▶ **Required work**
Write out, word for word, the first line of the data below and every line after it through the one containing "pub struct GoldenLine".
--- Input data ---
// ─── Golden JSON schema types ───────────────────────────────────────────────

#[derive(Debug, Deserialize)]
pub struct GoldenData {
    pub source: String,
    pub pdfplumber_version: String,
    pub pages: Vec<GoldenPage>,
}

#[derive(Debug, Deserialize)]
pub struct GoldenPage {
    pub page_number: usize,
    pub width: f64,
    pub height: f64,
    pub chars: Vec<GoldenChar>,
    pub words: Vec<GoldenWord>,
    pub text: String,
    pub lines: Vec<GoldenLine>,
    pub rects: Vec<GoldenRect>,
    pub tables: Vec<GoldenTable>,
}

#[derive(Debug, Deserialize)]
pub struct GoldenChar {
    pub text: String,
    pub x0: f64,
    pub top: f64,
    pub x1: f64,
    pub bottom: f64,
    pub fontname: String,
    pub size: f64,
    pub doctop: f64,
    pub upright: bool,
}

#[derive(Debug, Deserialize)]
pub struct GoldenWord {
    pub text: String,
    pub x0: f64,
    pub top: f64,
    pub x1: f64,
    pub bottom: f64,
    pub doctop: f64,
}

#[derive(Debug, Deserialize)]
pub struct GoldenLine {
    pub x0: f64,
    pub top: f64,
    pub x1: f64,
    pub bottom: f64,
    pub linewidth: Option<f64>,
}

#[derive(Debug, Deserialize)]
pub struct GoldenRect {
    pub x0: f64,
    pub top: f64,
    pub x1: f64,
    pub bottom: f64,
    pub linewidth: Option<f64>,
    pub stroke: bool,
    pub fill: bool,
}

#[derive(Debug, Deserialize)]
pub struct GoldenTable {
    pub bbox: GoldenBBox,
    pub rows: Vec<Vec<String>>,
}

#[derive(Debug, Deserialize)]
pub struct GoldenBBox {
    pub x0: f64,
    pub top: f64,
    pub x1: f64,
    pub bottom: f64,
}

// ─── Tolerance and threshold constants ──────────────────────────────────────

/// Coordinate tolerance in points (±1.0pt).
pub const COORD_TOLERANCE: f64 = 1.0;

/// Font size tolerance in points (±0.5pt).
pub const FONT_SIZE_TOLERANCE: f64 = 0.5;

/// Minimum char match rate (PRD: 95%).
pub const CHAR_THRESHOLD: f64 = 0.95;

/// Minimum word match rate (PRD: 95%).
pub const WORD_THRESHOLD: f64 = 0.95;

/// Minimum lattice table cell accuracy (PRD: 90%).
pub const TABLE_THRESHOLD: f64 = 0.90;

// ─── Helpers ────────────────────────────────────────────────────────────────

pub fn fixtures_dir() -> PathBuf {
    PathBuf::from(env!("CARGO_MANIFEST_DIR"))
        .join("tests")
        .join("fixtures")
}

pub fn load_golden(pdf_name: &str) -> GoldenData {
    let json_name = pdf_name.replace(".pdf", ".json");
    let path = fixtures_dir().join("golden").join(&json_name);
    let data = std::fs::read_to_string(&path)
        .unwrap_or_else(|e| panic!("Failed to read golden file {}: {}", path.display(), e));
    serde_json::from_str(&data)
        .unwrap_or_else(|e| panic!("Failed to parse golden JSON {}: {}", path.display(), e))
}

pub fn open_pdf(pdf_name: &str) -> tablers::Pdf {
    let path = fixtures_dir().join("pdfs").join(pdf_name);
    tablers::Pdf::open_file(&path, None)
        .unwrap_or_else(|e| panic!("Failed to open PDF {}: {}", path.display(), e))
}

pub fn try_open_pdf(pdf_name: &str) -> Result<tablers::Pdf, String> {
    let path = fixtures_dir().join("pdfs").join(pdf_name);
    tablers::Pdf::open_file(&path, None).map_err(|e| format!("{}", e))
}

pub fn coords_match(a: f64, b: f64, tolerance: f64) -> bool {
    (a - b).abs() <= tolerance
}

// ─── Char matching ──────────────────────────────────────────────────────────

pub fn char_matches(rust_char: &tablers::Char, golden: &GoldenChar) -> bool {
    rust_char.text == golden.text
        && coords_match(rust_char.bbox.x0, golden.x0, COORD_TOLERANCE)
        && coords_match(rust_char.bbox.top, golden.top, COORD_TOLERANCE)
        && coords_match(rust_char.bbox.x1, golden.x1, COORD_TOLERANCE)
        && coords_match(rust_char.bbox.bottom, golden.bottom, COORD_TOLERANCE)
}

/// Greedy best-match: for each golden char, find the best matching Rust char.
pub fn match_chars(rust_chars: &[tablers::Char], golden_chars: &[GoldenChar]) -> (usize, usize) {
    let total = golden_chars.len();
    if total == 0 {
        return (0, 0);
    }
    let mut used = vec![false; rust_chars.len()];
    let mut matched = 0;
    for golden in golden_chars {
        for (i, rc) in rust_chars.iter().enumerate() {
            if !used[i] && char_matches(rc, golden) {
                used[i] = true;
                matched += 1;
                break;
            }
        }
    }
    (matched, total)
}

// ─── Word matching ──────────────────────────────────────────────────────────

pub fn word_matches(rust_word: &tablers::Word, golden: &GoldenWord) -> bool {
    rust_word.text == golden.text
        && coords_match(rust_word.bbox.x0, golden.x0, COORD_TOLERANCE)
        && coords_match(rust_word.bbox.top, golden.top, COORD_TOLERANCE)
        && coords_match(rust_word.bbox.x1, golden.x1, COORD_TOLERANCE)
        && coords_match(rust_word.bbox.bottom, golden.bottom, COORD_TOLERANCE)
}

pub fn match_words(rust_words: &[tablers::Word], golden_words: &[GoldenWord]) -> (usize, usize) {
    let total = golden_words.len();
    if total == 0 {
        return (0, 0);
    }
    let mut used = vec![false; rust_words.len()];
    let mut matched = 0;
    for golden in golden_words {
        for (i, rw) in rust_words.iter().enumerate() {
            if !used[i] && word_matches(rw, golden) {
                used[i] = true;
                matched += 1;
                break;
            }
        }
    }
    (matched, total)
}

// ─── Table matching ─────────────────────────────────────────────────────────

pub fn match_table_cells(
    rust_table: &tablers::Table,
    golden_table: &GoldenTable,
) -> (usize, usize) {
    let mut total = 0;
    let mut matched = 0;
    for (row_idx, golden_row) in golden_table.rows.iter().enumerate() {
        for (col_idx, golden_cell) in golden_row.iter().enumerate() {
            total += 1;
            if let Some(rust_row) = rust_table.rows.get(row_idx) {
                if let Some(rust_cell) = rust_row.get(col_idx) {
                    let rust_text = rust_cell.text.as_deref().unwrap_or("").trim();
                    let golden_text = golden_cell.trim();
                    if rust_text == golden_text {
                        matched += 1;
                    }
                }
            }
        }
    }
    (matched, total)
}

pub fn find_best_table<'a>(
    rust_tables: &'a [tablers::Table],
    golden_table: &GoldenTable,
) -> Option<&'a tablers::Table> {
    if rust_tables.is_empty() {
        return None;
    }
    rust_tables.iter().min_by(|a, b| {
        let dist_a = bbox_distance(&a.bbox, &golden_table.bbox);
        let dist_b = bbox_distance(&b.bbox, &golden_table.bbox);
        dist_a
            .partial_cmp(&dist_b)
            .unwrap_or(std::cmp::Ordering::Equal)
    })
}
---
▶ **Response for this exercise**
// ─── Golden JSON schema types ───────────────────────────────────────────────

#[derive(Debug, Deserialize)]
pub struct GoldenData {
    pub source: String,
    pub pdfplumber_version: String,
    pub pages: Vec<GoldenPage>,
}

#[derive(Debug, Deserialize)]
pub struct GoldenPage {
    pub page_number: usize,
    pub width: f64,
    pub height: f64,
    pub chars: Vec<GoldenChar>,
    pub words: Vec<GoldenWord>,
    pub text: String,
    pub lines: Vec<GoldenLine>,
    pub rects: Vec<GoldenRect>,
    pub tables: Vec<GoldenTable>,
}

#[derive(Debug, Deserialize)]
pub struct GoldenChar {
    pub text: String,
    pub x0: f64,
    pub top: f64,
    pub x1: f64,
    pub bottom: f64,
    pub fontname: String,
    pub size: f64,
    pub doctop: f64,
    pub upright: bool,
}

#[derive(Debug, Deserialize)]
pub struct GoldenWord {
    pub text: String,
    pub x0: f64,
    pub top: f64,
    pub x1: f64,
    pub bottom: f64,
    pub doctop: f64,
}

#[derive(Debug, Deserialize)]
pub struct GoldenLine {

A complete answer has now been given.